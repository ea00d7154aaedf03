//! Minimal HTML page used for every error response.

use std::sync::LazyLock;

use axum::{
    http::StatusCode,
    response::{Html, IntoResponse, Response},
};
use handlebars::Handlebars;
use serde::Serialize;

use super::ErrorCode;

const ERROR_TEMPLATE: &str = r#"<!DOCTYPE html>
<html lang="en">
<head>
  <meta charset="utf-8">
  <title>{{status}} {{reason}}</title>
</head>
<body>
  <h1>{{status}} {{reason}}</h1>
  <p>{{message}}</p>
  <p><small>{{error}} ({{code}})</small></p>
</body>
</html>
"#;

static REGISTRY: LazyLock<Handlebars<'static>> = LazyLock::new(Handlebars::new);

#[derive(Serialize)]
struct ErrorPage<'a> {
    status: u16,
    reason: &'a str,
    message: &'a str,
    error: &'a str,
    code: i32,
}

/// Render an error page with the given status.
///
/// `message` is escaped by Handlebars, so user input can be passed safely.
pub fn render(status: StatusCode, code: ErrorCode, message: &str) -> Response {
    let page = ErrorPage {
        status: status.as_u16(),
        reason: status.canonical_reason().unwrap_or("Error"),
        message,
        error: code.as_str(),
        code: code.code(),
    };

    match REGISTRY.render_template(ERROR_TEMPLATE, &page) {
        Ok(body) => (status, Html(body)).into_response(),
        Err(e) => {
            tracing::error!("Failed to render error page: {}", e);
            (status, page.reason.to_string()).into_response()
        }
    }
}
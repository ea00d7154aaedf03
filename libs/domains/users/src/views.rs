//! Server-rendered pages.
//!
//! Handlebars escapes every `{{value}}`, so user input is safe to render.

use handlebars::Handlebars;
use serde::Serialize;
use std::sync::Arc;
use tracing::debug;

use crate::error::{UserError, UserResult};
use crate::form::{BoundForm, FieldDescriptor, USER_FORM, WidgetKind};
use crate::models::User;

/// Template registry for the user pages.
#[derive(Clone)]
pub struct UserViews {
    handlebars: Arc<Handlebars<'static>>,
}

#[derive(Serialize)]
struct IndexPage<'a> {
    title: &'a str,
    users: Vec<UserRow<'a>>,
}

#[derive(Serialize)]
struct UserRow<'a> {
    id: i32,
    username: &'a str,
    full_name: String,
    email: &'a str,
    role: &'static str,
    is_active: bool,
}

#[derive(Serialize)]
struct AddPage<'a> {
    title: &'a str,
    has_errors: bool,
    fields: Vec<FieldView<'a>>,
}

#[derive(Serialize)]
struct FieldView<'a> {
    name: &'static str,
    label: &'static str,
    input_type: &'static str,
    is_choice: bool,
    is_checkbox: bool,
    required: bool,
    maxlength: Option<usize>,
    value: &'a str,
    checked: bool,
    placeholder: Option<&'static str>,
    options: Vec<OptionView>,
    error: Option<&'a str>,
}

#[derive(Serialize)]
struct OptionView {
    label: &'static str,
    value: &'static str,
    selected: bool,
}

#[derive(Serialize)]
struct ViewPage<'a> {
    title: &'a str,
    username: &'a str,
    email: &'a str,
}

impl UserViews {
    /// Create the registry with all templates registered.
    pub fn new() -> UserResult<Self> {
        let mut handlebars = Handlebars::new();

        handlebars
            .register_partial("layout", LAYOUT_TEMPLATE)
            .map_err(|e| UserError::Template(format!("Failed to register layout: {}", e)))?;
        handlebars
            .register_template_string("index", INDEX_TEMPLATE)
            .map_err(|e| UserError::Template(format!("Failed to register index: {}", e)))?;
        handlebars
            .register_template_string("add", ADD_TEMPLATE)
            .map_err(|e| UserError::Template(format!("Failed to register add: {}", e)))?;
        handlebars
            .register_template_string("view", VIEW_TEMPLATE)
            .map_err(|e| UserError::Template(format!("Failed to register view: {}", e)))?;

        Ok(Self {
            handlebars: Arc::new(handlebars),
        })
    }

    fn render<T: Serialize>(&self, template_name: &str, data: &T) -> UserResult<String> {
        self.handlebars
            .render(template_name, data)
            .map_err(|e| UserError::Template(e.to_string()))
    }

    /// Listing table of all users.
    pub fn render_index(&self, users: &[User]) -> UserResult<String> {
        debug!(count = users.len(), "Rendering user list");

        let rows = users
            .iter()
            .map(|user| UserRow {
                id: user.id,
                username: &user.username,
                full_name: user.full_name(),
                email: &user.email,
                role: user.role.label(),
                is_active: user.is_active,
            })
            .collect();

        self.render(
            "index",
            &IndexPage {
                title: "Usuarios",
                users: rows,
            },
        )
    }

    /// Creation form, pre-filled from `form` with its errors inline.
    pub fn render_add(&self, form: &BoundForm) -> UserResult<String> {
        let fields = USER_FORM
            .iter()
            .map(|descriptor| field_view(descriptor, form))
            .collect();

        self.render(
            "add",
            &AddPage {
                title: "Nuevo usuario",
                has_errors: !form.is_valid(),
                fields,
            },
        )
    }

    /// Single user's username and email.
    pub fn render_view(&self, user: &User) -> UserResult<String> {
        self.render(
            "view",
            &ViewPage {
                title: &user.username,
                username: &user.username,
                email: &user.email,
            },
        )
    }
}

fn field_view<'a>(descriptor: &FieldDescriptor, form: &'a BoundForm) -> FieldView<'a> {
    let value = form.value(descriptor.name);
    let error = form.error_for(descriptor.name);

    let (input_type, options) = match descriptor.kind {
        WidgetKind::Text => ("text", Vec::new()),
        WidgetKind::Email => ("email", Vec::new()),
        WidgetKind::Password => ("password", Vec::new()),
        WidgetKind::Checkbox => ("checkbox", Vec::new()),
        WidgetKind::Choice(choices) => (
            "select",
            choices
                .iter()
                .map(|&(label, stored)| OptionView {
                    label,
                    value: stored,
                    selected: value == stored || value == label,
                })
                .collect(),
        ),
    };

    FieldView {
        name: descriptor.name,
        label: descriptor.label,
        input_type,
        is_choice: matches!(descriptor.kind, WidgetKind::Choice(_)),
        is_checkbox: descriptor.kind == WidgetKind::Checkbox,
        required: descriptor.required,
        maxlength: descriptor.max_length,
        value,
        // A rejected checkbox value renders unchecked
        checked: error.is_none() && !value.is_empty() && value != "0",
        placeholder: descriptor.placeholder,
        options,
        error,
    }
}

const LAYOUT_TEMPLATE: &str = r#"<!DOCTYPE html>
<html lang="es">
<head>
  <meta charset="utf-8">
  <title>{{title}}</title>
</head>
<body>
  <nav>
    <a href="/users">Usuarios</a> |
    <a href="/users/add">Nuevo usuario</a>
  </nav>
  <main>
    {{> @partial-block}}
  </main>
</body>
</html>
"#;

const INDEX_TEMPLATE: &str = r#"{{#> layout}}
<h1>Usuarios</h1>
{{#if users}}
<table>
  <thead>
    <tr><th>Username</th><th>Nombre</th><th>Email</th><th>Rol</th><th>Activo</th><th></th></tr>
  </thead>
  <tbody>
    {{#each users}}
    <tr>
      <td>{{username}}</td>
      <td>{{full_name}}</td>
      <td>{{email}}</td>
      <td>{{role}}</td>
      <td>{{#if is_active}}Sí{{else}}No{{/if}}</td>
      <td><a href="/users/view/{{id}}">Ver</a></td>
    </tr>
    {{/each}}
  </tbody>
</table>
{{else}}
<p>No hay usuarios.</p>
{{/if}}
<p><a href="/users/add">Nuevo usuario</a></p>
{{/layout}}
"#;

const ADD_TEMPLATE: &str = r#"{{#> layout}}
<h1>Nuevo usuario</h1>
{{#if has_errors}}
<p class="form-errors">Revisa los errores del formulario.</p>
{{/if}}
<form method="post" action="/users/create" novalidate>
  {{#each fields}}
  <div class="field{{#if error}} has-error{{/if}}">
    {{#if is_checkbox}}
    <label><input type="checkbox" id="{{name}}" name="{{name}}" value="1"{{#if checked}} checked{{/if}}> {{label}}</label>
    {{else}}
    <label for="{{name}}">{{label}}</label>
    {{#if is_choice}}
    <select id="{{name}}" name="{{name}}"{{#if required}} required{{/if}}>
      {{#if placeholder}}<option value="">{{placeholder}}</option>{{/if}}
      {{#each options}}
      <option value="{{value}}"{{#if selected}} selected{{/if}}>{{label}}</option>
      {{/each}}
    </select>
    {{else}}
    <input type="{{input_type}}" id="{{name}}" name="{{name}}" value="{{value}}"{{#if maxlength}} maxlength="{{maxlength}}"{{/if}}{{#if required}} required{{/if}}>
    {{/if}}
    {{/if}}
    {{#if error}}<p class="error">{{error}}</p>{{/if}}
  </div>
  {{/each}}
  <button type="submit" name="save">Guardar</button>
</form>
{{/layout}}
"#;

const VIEW_TEMPLATE: &str = r#"{{#> layout}}
<p>Usuario: {{username}} con Email: {{email}}</p>
<p><a href="/users">Volver al listado</a></p>
{{/layout}}
"#;

#[cfg(test)]
mod tests {
    use super::*;
    use crate::form::{ALREADY_USED, bind};
    use crate::models::{Role, UserDraft};
    use chrono::Utc;
    use std::collections::HashMap;

    fn user(id: i32, username: &str) -> User {
        let now = Utc::now();
        User {
            id,
            username: username.to_string(),
            first_name: Some("Ana".into()),
            last_name: Some("García".into()),
            email: format!("{}@example.com", username),
            password: "$argon2id$encoded".into(),
            role: Role::Admin,
            is_active: true,
            created_at: now,
            updated_at: now,
        }
    }

    #[test]
    fn test_render_index_lists_users() {
        let views = UserViews::new().unwrap();
        let html = views
            .render_index(&[user(1, "ana"), user(2, "bob")])
            .unwrap();

        assert!(html.contains("<title>Usuarios</title>"));
        assert!(html.contains("ana@example.com"));
        assert!(html.contains("/users/view/2"));
        assert!(html.contains("Administrador"));
        assert!(html.contains("Ana García"));
        assert!(!html.contains("$argon2id$"));
    }

    #[test]
    fn test_render_index_empty() {
        let views = UserViews::new().unwrap();
        let html = views.render_index(&[]).unwrap();
        assert!(html.contains("No hay usuarios."));
    }

    #[test]
    fn test_render_index_escapes_input() {
        let views = UserViews::new().unwrap();
        let html = views.render_index(&[user(1, "<b>ana</b>")]).unwrap();
        assert!(html.contains("&lt;b&gt;ana&lt;/b&gt;"));
        assert!(!html.contains("<b>ana</b>"));
    }

    #[test]
    fn test_render_add_empty_form() {
        let views = UserViews::new().unwrap();
        let html = views.render_add(&BoundForm::default()).unwrap();

        assert!(html.contains(r#"action="/users/create""#));
        assert!(html.contains(r#"name="firstName""#));
        assert!(html.contains(r#"<option value="">Selecciona un rol</option>"#));
        assert!(html.contains(r#"<option value="ROLE_ADMIN">Administrador</option>"#));
        assert!(html.contains(r#"type="checkbox""#));
        assert!(!html.contains("form-errors"));
    }

    #[test]
    fn test_render_add_keeps_input_and_errors() {
        let input: HashMap<String, String> = [
            ("username", "ana"),
            ("email", "broken"),
            ("password", "secret"),
            ("role", "Usuario"),
            ("isActive", "on"),
        ]
        .into_iter()
        .map(|(k, v)| (k.to_string(), v.to_string()))
        .collect();

        let mut draft = UserDraft::default();
        let mut form = bind(USER_FORM, &input, &mut draft);
        form.add_error("username", ALREADY_USED);

        let views = UserViews::new().unwrap();
        let html = views.render_add(&form).unwrap();

        assert!(html.contains("form-errors"));
        assert!(html.contains(r#"value="ana""#));
        assert!(html.contains(r#"value="broken""#));
        assert!(html.contains("This value is not a valid email address."));
        assert!(html.contains(ALREADY_USED));
        assert!(html.contains(r#"<option value="ROLE_USER" selected>Usuario</option>"#));
        assert!(html.contains(" checked>"));
        assert!(!html.contains("secret"));
    }

    #[test]
    fn test_render_add_rejected_checkbox_is_unchecked() {
        let input: HashMap<String, String> = [("username", "ana"), ("isActive", "maybe")]
            .into_iter()
            .map(|(k, v)| (k.to_string(), v.to_string()))
            .collect();

        let mut draft = UserDraft::default();
        let form = bind(USER_FORM, &input, &mut draft);
        assert!(form.error_for("isActive").is_some());

        let views = UserViews::new().unwrap();
        let html = views.render_add(&form).unwrap();

        assert!(html.contains(r#"name="isActive" value="1">"#));
        assert!(!html.contains(" checked>"));
    }

    #[test]
    fn test_render_view_shows_username_and_email() {
        let views = UserViews::new().unwrap();
        let html = views.render_view(&user(3, "ana")).unwrap();
        assert!(html.contains("Usuario: ana con Email: ana@example.com"));
    }
}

================

Look over the material and return every line where the word "class" is found.

<p class="form-errors">Revisa los errores del formulario.</p>
  <div class="field{{#if error}} has-error{{/if}}">
    {{#if error}}<p class="error">{{error}}</p>{{/if}}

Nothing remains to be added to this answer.